[Collection entries]
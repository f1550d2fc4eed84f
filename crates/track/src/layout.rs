//! Payload interleave
//!
//! The payload is a sequence of groups, each one mechanical byte followed by
//! up to [`SAMPLES_PER_MECH_BYTE`] audio samples. Only the last group may be
//! short.

use platform::config::WINDOW_STEPS;

/// Audio samples carried per mechanical byte: two playback windows, one per
/// nibble.
pub const SAMPLES_PER_MECH_BYTE: u32 = 2 * WINDOW_STEPS as u32;

const GROUP_LEN: u32 = SAMPLES_PER_MECH_BYTE + 1;

/// What a payload byte is.
#[derive(Debug, Clone, Copy, PartialEq, Eq)]
#[cfg_attr(feature = "defmt", derive(defmt::Format))]
pub enum Slot {
    /// The `n`th mechanical byte.
    Mechanical(u32),
    /// The `n`th audio sample.
    Audio(u32),
}

/// Shape of a payload holding a given number of audio samples.
#[derive(Debug, Clone, Copy, PartialEq, Eq)]
#[cfg_attr(feature = "defmt", derive(defmt::Format))]
pub struct Layout {
    samples: u32,
}

impl Layout {
    /// Layout for `samples` audio samples.
    pub const fn for_samples(samples: u32) -> Self {
        Self { samples }
    }

    /// Layout recovered from a payload length, as recorded in the header.
    pub const fn from_payload_len(payload_len: u32) -> Self {
        let groups = payload_len.div_ceil(GROUP_LEN);
        Self {
            samples: payload_len.saturating_sub(groups),
        }
    }

    /// Audio samples in the payload.
    pub const fn samples(self) -> u32 {
        self.samples
    }

    /// Mechanical bytes in the payload.
    pub const fn mech_bytes(self) -> u32 {
        self.samples.div_ceil(SAMPLES_PER_MECH_BYTE)
    }

    /// Payload length in bytes, or `None` if it does not fit a `u32`.
    pub const fn payload_len(self) -> Option<u32> {
        self.samples.checked_add(self.mech_bytes())
    }

    /// Classify the payload byte at `offset`.
    pub const fn slot(offset: u32) -> Slot {
        let group = offset / GROUP_LEN;
        let within = offset % GROUP_LEN;
        if within == 0 {
            Slot::Mechanical(group)
        } else {
            Slot::Audio(
                group
                    .saturating_mul(SAMPLES_PER_MECH_BYTE)
                    .saturating_add(within.saturating_sub(1)),
            )
        }
    }
}

#[cfg(test)]
mod tests {
    use super::*;

    #[test]
    fn group_is_two_windows() {
        assert_eq!(SAMPLES_PER_MECH_BYTE, 1_492);
    }

    #[test]
    fn payload_counts_one_mech_byte_per_group() {
        assert_eq!(Layout::for_samples(0).payload_len(), Some(0));
        assert_eq!(Layout::for_samples(1).payload_len(), Some(2));
        assert_eq!(Layout::for_samples(1_492).payload_len(), Some(1_493));
        assert_eq!(Layout::for_samples(1_493).payload_len(), Some(1_495));
    }

    #[test]
    fn payload_len_inverts() {
        for samples in [0, 1, 745, 1_491, 1_492, 1_493, 29_840, 1_000_000] {
            let layout = Layout::for_samples(samples);
            let len = layout.payload_len().unwrap_or(0);
            assert_eq!(Layout::from_payload_len(len), layout);
        }
    }

    #[test]
    fn slots_interleave() {
        assert_eq!(Layout::slot(0), Slot::Mechanical(0));
        assert_eq!(Layout::slot(1), Slot::Audio(0));
        assert_eq!(Layout::slot(1_492), Slot::Audio(1_491));
        assert_eq!(Layout::slot(1_493), Slot::Mechanical(1));
        assert_eq!(Layout::slot(1_494), Slot::Audio(1_492));
    }
}
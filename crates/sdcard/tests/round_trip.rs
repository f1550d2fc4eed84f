//! Write-then-read round trips against every simulated card generation.
// Integration test file: expect/unwrap/panic are intentional test mechanisms.
#![allow(
    clippy::unwrap_used,
    clippy::expect_used,
    clippy::panic,
    clippy::indexing_slicing,
    clippy::arithmetic_side_effects,
    clippy::cast_possible_truncation
)]

use platform::mocks::{sim_bus, MockClock, SimCard, SimCardKind, SimFlash};
use platform::SpiBus;
use proptest::prelude::*;
use sdcard::SdCard;

const KINDS: [SimCardKind; 4] = [
    SimCardKind::Mmc,
    SimCardKind::SdV1,
    SimCardKind::SdV2Standard,
    SimCardKind::SdV2HighCapacity,
];

proptest! {
    #![proptest_config(ProptestConfig::with_cases(64))]

    /// Bytes written at `offset` in a sector come back unchanged from a
    /// partial read of the same range, whatever the addressing mode.
    #[test]
    fn partial_range_round_trips(
        kind in proptest::sample::select(KINDS.to_vec()),
        sector in 1u32..2048,
        offset in 0usize..512,
        seed in any::<u8>(),
        len in 1usize..=512,
    ) {
        let count = len.min(512 - offset);
        let payload: Vec<u8> = (0..count).map(|i| seed.wrapping_add(i as u8)).collect();

        let (spi, card_cs, flash_cs, sim) = sim_bus(SimCard::new(kind), SimFlash::new(4096));
        let bus = SpiBus::new(spi, card_cs, flash_cs).unwrap().into_shared();
        let card = SdCard::new(&bus, MockClock::new());
        card.initialize().unwrap();

        let mut session = card.begin_write(sector).unwrap();
        session.write_chunk(&vec![0u8; offset]).unwrap();
        session.write_chunk(&payload).unwrap();
        session.end_write().unwrap();

        let mut back = vec![0u8; count];
        card.read_partial(sector, offset, &mut back).unwrap();
        prop_assert_eq!(back, payload);
        prop_assert!(!sim.card_selected());
        prop_assert!(!sim.contention());
    }
}

#[test]
fn streamed_read_matches_buffered_read() {
    let mut sim_card = SimCard::new(SimCardKind::SdV2HighCapacity);
    let sector: Vec<u8> = (0..512u32).map(|i| (i * 7) as u8).collect();
    sim_card.load(9, &sector);
    let (spi, card_cs, flash_cs, _sim) = sim_bus(sim_card, SimFlash::new(4096));
    let bus = SpiBus::new(spi, card_cs, flash_cs).unwrap().into_shared();
    let card = SdCard::new(&bus, MockClock::new());
    card.initialize().unwrap();

    let mut streamed = Vec::new();
    card.read_partial_with(9, 10, 300, |b| streamed.push(b)).unwrap();
    let mut buffered = vec![0u8; 300];
    card.read_partial(9, 10, &mut buffered).unwrap();
    assert_eq!(streamed, buffered);
    assert_eq!(streamed[..], sector[10..310]);
}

WHAT YOU SHOULD DO – Look back at the entries above and repeat, unchanged, every line from the line holding "assert_eq!(Layout::for_samples(1).payload_len(), Some(2));" through the line holding "let count = len.min(512 - offset);".

TASK SOLUTION –
        assert_eq!(Layout::for_samples(1).payload_len(), Some(2));
        assert_eq!(Layout::for_samples(1_492).payload_len(), Some(1_493));
        assert_eq!(Layout::for_samples(1_493).payload_len(), Some(1_495));
    }

    #[test]
    fn payload_len_inverts() {
        for samples in [0, 1, 745, 1_491, 1_492, 1_493, 29_840, 1_000_000] {
            let layout = Layout::for_samples(samples);
            let len = layout.payload_len().unwrap_or(0);
            assert_eq!(Layout::from_payload_len(len), layout);
        }
    }

    #[test]
    fn slots_interleave() {
        assert_eq!(Layout::slot(0), Slot::Mechanical(0));
        assert_eq!(Layout::slot(1), Slot::Audio(0));
        assert_eq!(Layout::slot(1_492), Slot::Audio(1_491));
        assert_eq!(Layout::slot(1_493), Slot::Mechanical(1));
        assert_eq!(Layout::slot(1_494), Slot::Audio(1_492));
    }
}
filename crates/sdcard/tests/round_trip.rs
repository f1550d2fc4eed84f
//! Write-then-read round trips against every simulated card generation.
// Integration test file: expect/unwrap/panic are intentional test mechanisms.
#![allow(
    clippy::unwrap_used,
    clippy::expect_used,
    clippy::panic,
    clippy::indexing_slicing,
    clippy::arithmetic_side_effects,
    clippy::cast_possible_truncation
)]

use platform::mocks::{sim_bus, MockClock, SimCard, SimCardKind, SimFlash};
use platform::SpiBus;
use proptest::prelude::*;
use sdcard::SdCard;

const KINDS: [SimCardKind; 4] = [
    SimCardKind::Mmc,
    SimCardKind::SdV1,
    SimCardKind::SdV2Standard,
    SimCardKind::SdV2HighCapacity,
];

proptest! {
    #![proptest_config(ProptestConfig::with_cases(64))]

    /// Bytes written at `offset` in a sector come back unchanged from a
    /// partial read of the same range, whatever the addressing mode.
    #[test]
    fn partial_range_round_trips(
        kind in proptest::sample::select(KINDS.to_vec()),
        sector in 1u32..2048,
        offset in 0usize..512,
        seed in any::<u8>(),
        len in 1usize..=512,
    ) {
        let count = len.min(512 - offset);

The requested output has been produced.